A complete answer includes every line below with the word "JdbcConnection".

| THE RECORDS |

▬▬▬▬▬▬

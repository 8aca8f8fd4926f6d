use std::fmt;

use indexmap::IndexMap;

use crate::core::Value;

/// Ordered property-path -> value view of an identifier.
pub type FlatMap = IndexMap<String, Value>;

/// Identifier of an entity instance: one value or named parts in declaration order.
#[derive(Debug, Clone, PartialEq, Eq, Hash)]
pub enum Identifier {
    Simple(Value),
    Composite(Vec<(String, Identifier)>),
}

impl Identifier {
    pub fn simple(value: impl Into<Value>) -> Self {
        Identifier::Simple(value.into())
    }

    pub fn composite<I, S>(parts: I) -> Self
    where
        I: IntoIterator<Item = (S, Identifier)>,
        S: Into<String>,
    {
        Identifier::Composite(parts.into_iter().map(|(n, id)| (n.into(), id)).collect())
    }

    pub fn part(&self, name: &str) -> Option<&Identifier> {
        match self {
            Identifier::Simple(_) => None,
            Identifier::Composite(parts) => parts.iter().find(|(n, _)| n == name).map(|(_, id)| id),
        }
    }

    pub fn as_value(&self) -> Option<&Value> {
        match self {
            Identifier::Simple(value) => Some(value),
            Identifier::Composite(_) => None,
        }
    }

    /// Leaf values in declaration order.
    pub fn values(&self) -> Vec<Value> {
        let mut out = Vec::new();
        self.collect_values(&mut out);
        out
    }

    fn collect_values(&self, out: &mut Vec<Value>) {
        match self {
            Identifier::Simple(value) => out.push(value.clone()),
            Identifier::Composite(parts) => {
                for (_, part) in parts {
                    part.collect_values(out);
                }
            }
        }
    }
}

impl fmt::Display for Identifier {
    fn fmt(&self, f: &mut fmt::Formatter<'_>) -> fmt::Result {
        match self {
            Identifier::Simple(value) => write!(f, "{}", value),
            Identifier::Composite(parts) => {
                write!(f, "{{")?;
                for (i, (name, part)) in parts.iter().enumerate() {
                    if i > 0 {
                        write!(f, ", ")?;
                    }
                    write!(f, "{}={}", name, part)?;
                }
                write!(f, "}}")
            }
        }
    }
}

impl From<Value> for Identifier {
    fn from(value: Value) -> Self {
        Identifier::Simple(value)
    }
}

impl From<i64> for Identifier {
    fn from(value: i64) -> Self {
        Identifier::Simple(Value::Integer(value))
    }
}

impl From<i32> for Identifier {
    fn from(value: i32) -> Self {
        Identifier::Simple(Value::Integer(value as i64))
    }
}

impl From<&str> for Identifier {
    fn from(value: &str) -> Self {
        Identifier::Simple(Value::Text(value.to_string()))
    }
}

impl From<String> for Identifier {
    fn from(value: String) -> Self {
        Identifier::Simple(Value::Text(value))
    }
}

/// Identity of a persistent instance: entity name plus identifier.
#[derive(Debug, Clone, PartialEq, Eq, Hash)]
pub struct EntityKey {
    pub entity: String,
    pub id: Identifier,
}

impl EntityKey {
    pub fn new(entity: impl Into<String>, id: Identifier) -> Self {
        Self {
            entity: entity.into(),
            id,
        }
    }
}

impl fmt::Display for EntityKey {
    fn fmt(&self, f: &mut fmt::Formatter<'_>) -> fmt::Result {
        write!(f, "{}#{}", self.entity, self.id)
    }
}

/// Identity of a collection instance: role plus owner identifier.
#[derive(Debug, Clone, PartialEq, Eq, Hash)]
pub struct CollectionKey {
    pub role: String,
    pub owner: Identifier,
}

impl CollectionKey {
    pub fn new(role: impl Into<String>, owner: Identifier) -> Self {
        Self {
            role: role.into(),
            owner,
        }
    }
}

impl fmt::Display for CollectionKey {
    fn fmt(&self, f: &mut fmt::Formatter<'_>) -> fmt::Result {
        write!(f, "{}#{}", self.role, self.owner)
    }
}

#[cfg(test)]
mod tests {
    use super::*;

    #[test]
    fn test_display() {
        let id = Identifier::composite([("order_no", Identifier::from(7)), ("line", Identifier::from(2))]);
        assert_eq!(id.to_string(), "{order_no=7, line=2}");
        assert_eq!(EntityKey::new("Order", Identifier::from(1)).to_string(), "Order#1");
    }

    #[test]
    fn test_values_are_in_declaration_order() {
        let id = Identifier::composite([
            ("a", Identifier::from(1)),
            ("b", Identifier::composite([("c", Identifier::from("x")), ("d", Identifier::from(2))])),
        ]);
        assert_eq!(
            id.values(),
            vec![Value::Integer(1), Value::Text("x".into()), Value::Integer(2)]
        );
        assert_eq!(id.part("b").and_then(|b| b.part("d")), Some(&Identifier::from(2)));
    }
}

▬▬▬▬▬▬

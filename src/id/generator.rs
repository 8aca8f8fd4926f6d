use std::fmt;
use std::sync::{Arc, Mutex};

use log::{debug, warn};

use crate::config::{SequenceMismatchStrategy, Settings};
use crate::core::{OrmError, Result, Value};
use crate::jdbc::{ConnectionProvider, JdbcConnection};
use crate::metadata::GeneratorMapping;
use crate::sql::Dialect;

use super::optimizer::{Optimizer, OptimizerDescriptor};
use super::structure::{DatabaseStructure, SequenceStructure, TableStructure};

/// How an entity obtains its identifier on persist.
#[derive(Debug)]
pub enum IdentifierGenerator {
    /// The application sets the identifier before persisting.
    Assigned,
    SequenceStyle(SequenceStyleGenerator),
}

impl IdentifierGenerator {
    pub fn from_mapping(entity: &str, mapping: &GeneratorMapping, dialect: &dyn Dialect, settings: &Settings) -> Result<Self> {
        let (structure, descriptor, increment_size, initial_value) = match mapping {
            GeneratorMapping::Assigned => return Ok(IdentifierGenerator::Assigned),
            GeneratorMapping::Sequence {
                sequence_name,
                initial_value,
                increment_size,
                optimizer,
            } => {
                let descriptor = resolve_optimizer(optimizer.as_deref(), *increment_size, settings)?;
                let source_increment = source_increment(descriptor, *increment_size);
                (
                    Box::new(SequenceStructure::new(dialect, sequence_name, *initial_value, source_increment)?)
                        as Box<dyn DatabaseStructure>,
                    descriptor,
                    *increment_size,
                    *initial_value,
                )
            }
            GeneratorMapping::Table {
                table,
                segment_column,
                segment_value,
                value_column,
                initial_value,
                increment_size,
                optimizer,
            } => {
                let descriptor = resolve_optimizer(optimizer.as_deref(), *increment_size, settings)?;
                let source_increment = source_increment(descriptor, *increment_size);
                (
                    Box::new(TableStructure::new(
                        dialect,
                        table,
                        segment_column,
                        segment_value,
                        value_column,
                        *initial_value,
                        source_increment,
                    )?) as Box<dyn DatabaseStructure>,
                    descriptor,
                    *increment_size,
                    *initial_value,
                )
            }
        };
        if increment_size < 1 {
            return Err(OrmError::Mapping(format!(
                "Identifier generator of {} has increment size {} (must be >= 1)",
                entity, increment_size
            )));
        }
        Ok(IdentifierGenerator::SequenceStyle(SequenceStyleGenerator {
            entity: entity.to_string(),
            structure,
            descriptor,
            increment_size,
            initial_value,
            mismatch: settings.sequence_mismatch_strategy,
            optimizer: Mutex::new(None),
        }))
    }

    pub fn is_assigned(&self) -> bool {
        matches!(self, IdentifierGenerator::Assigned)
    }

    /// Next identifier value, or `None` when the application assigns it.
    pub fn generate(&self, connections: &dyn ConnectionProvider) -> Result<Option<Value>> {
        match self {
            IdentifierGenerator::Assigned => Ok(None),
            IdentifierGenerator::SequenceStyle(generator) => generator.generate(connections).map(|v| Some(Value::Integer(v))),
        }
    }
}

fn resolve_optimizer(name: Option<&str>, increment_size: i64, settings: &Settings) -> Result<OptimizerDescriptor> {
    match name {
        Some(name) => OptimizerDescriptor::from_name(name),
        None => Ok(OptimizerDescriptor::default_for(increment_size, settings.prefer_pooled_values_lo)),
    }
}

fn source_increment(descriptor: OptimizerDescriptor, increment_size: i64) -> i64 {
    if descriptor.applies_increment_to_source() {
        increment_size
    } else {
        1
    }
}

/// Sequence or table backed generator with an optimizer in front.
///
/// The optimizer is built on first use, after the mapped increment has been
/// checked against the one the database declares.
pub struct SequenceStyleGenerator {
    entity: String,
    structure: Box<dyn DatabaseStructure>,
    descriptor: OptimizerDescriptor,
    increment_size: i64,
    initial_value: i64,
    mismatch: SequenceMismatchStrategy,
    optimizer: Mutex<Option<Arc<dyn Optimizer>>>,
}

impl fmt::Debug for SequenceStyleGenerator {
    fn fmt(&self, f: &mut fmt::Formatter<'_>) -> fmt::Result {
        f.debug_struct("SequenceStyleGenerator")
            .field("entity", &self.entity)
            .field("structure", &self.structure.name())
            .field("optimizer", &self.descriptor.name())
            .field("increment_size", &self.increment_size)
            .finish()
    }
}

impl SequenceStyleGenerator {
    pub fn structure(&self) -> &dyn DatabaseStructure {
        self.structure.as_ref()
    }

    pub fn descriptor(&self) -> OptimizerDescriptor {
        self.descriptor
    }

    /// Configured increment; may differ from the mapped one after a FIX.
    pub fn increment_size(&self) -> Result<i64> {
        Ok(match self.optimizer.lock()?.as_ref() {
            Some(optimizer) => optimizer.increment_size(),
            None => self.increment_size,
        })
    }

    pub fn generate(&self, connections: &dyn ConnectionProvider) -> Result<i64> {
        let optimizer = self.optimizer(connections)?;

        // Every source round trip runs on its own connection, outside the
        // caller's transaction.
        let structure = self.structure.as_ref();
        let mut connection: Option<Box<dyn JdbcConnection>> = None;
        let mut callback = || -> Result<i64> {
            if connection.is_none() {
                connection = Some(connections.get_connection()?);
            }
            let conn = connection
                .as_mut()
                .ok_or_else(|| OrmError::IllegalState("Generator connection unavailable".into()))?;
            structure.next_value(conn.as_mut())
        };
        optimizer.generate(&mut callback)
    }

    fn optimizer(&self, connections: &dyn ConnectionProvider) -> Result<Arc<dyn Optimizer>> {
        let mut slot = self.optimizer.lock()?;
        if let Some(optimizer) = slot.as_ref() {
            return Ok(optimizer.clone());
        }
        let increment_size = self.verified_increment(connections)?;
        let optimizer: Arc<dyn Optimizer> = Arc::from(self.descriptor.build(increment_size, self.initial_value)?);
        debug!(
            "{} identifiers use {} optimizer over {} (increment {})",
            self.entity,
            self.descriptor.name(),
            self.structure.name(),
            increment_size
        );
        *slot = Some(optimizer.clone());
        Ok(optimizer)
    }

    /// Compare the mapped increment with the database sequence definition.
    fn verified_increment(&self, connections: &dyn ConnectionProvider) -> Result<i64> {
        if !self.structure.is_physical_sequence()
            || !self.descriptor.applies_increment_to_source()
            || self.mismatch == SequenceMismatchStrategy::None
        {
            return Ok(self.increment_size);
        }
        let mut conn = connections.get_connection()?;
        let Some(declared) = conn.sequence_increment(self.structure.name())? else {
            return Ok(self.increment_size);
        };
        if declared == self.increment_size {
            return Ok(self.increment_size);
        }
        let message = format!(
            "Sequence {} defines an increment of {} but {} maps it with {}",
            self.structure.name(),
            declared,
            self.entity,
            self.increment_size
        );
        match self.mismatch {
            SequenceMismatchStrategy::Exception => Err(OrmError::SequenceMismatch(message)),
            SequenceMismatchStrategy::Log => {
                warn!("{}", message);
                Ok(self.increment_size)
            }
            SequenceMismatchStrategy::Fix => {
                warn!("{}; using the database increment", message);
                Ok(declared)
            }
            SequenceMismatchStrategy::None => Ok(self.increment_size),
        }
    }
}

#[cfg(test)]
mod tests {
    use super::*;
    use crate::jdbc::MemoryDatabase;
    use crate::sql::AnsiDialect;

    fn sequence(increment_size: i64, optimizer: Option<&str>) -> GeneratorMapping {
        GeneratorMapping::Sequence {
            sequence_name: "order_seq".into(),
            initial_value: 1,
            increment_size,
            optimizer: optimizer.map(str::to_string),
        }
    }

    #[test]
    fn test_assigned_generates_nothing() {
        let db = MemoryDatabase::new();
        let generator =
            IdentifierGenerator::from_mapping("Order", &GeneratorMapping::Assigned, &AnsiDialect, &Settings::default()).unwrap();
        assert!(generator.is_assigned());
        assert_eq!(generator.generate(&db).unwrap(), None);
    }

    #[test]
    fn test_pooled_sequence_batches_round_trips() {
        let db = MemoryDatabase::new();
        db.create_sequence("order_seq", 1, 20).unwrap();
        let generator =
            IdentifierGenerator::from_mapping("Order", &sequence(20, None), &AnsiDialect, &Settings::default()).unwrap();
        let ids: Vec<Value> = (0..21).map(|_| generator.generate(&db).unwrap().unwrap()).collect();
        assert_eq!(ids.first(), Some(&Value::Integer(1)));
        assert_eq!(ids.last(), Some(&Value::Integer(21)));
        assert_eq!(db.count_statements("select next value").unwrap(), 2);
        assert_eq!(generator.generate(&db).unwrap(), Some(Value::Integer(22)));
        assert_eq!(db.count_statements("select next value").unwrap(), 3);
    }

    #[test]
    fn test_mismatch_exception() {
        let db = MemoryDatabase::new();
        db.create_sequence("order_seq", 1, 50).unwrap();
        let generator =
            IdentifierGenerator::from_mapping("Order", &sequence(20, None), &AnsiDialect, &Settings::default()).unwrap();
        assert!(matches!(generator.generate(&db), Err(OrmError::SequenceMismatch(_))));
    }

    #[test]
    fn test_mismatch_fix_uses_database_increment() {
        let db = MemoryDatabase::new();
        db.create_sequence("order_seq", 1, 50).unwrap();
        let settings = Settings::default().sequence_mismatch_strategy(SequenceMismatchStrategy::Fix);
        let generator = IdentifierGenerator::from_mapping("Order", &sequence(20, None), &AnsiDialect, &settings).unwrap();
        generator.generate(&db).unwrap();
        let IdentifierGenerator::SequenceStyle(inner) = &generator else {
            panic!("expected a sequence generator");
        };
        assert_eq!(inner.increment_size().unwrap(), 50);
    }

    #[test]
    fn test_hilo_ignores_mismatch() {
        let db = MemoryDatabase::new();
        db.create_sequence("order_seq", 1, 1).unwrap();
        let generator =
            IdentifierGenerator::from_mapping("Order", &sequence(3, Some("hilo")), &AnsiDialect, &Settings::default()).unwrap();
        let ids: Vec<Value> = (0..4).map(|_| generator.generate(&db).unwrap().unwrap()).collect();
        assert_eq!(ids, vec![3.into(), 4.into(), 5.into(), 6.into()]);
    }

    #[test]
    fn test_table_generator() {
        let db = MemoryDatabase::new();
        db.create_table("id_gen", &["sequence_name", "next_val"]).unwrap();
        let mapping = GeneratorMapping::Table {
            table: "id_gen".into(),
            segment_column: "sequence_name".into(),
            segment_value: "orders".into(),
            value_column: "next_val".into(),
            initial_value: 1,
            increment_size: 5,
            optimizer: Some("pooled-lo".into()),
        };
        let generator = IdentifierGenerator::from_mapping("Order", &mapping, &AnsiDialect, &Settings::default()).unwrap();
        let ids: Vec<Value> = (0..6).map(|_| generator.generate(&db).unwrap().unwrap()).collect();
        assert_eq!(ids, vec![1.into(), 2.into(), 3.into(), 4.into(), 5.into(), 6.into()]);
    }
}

▬▬▬▬▬▬

| RESULT OF THE TASK |
use crate::jdbc::{ConnectionProvider, JdbcConnection};
        let mut connection: Option<Box<dyn JdbcConnection>> = None;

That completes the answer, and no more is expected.